Negotiated session codebook compression for LLMs — cut 20-60% of tokens losslessly
Project description
ContextPack
Negotiated session codebook compression for LLMs — cut tokens, keep answers.
ContextPack is an OpenAI-compatible proxy + library that compresses the context you send to any LLM (OpenAI, Anthropic, or any OpenAI-compatible API).
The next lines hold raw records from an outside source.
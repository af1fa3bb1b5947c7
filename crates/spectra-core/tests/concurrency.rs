use spectra_core::api::SpectraApi;
use spectra_core::attributes::{AttrValue, AttributeSpec, ValueKind};
use spectra_core::config::SpectraConfig;
use spectra_core::model::{NewCampaign, NewRecord};
use spectra_core::store::Database;
use std::sync::Arc;
use std::thread;
use tempfile::TempDir;

const WORKERS: usize = 8;

#[test]
fn test_concurrent_child_creation_yields_one_node() {
    let db = Arc::new(Database::open_in_memory().unwrap());
    let mut api = SpectraApi::new(db.clone());
    let campaign = api.insert_campaign(&NewCampaign::new("C")).unwrap();
    let root = api.get_or_create_child(campaign.id, None, "Root").unwrap();

    let handles: Vec<_> = (0..WORKERS)
        .map(|_| {
            let db = db.clone();
            thread::spawn(move || {
                let mut api = SpectraApi::new(db);
                api.get_or_create_child(campaign.id, Some(root), "Plot 7")
                    .unwrap()
            })
        })
        .collect();
    let ids: Vec<_> = handles.into_iter().map(|h| h.join().unwrap()).collect();

    assert!(ids.iter().all(|id| *id == ids[0]));
    assert_eq!(api.child_nodes(campaign.id, Some(root)).unwrap().len(), 1);
}

#[test]
fn test_separate_handles_on_one_file_suppress_duplicates() {
    let temp = TempDir::new().unwrap();
    let path = temp.path().join("spectra.db");
    let config = SpectraConfig::default();

    let mut setup = SpectraApi::new(Arc::new(Database::open(&path, &config).unwrap()));
    setup
        .define_attribute(&AttributeSpec::new("species", ValueKind::Text))
        .unwrap();
    let campaign = setup.insert_campaign(&NewCampaign::new("C")).unwrap();
    let node = setup.ensure_path(campaign.id, "Root").unwrap();
    let record = setup.insert_record(&NewRecord::new(node)).unwrap().id;

    // every worker has its own connection and its own empty memo
    let handles: Vec<_> = (0..WORKERS)
        .map(|_| {
            let path = path.clone();
            let config = config.clone();
            thread::spawn(move || {
                let db = Database::open(&path, &config).unwrap();
                let mut api = SpectraApi::new(Arc::new(db));
                api.set_value(&[record], "species", &AttrValue::text("oak"), None)
                    .unwrap()
            })
        })
        .collect();
    let inserted = handles
        .into_iter()
        .map(|h| h.join().unwrap())
        .filter(|outcome| !outcome[0].is_already_present())
        .count();

    assert_eq!(inserted, 1);
    assert_eq!(setup.get_values(&[record], "species").unwrap().len(), 1);
}

#[test]
fn test_store_survives_reopen() {
    let temp = TempDir::new().unwrap();
    let path = temp.path().join("nested").join("spectra.db");
    let config = SpectraConfig::default();

    let record = {
        let mut api = SpectraApi::new(Arc::new(Database::open(&path, &config).unwrap()));
        api.define_attribute(&AttributeSpec::new("height", ValueKind::Integer).with_unit("cm"))
            .unwrap();
        let campaign = api.insert_campaign(&NewCampaign::new("C")).unwrap();
        let node = api.ensure_path(campaign.id, "A/B").unwrap();
        let record = api.insert_record(&NewRecord::new(node)).unwrap().id;
        api.set_value(&[record], "height", &AttrValue::integer(42), None)
            .unwrap();
        record
    };

    let mut api = SpectraApi::new(Arc::new(Database::open(&path, &config).unwrap()));
    assert_eq!(api.default_unit("height").unwrap().as_deref(), Some("cm"));
    assert_eq!(
        api.first_values(&[record], "height").unwrap(),
        vec![Some(AttrValue::integer(42))]
    );
    let node = api.get_record(record).unwrap().node_id;
    assert_eq!(api.node_path(node).unwrap(), "A/B");
}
Unlike one-sided compressors that simply throw bytes away, its signature feature is a negotiated session codebook: it negotiates a shared abbreviation dictionary with the model, so compression is lossless — the model confirms each symbol before it's used. Pure Python, no Rust or ML binaries, works out of the box.
Why ContextPack
- Negotiated codebook (lossless). ContextPack proposes
[CP_1] = <big chunk of context>, the model acknowledges it, and every later turn sends the symbol instead of the chunk. Because the model confirmed the mapping, nothing is lost. Nothing else does this. - Content-aware compression. Separate, format-specific compressors for JSON, code, logs, stacktraces, and query-aware prose — each strips redundancy the way that format allows.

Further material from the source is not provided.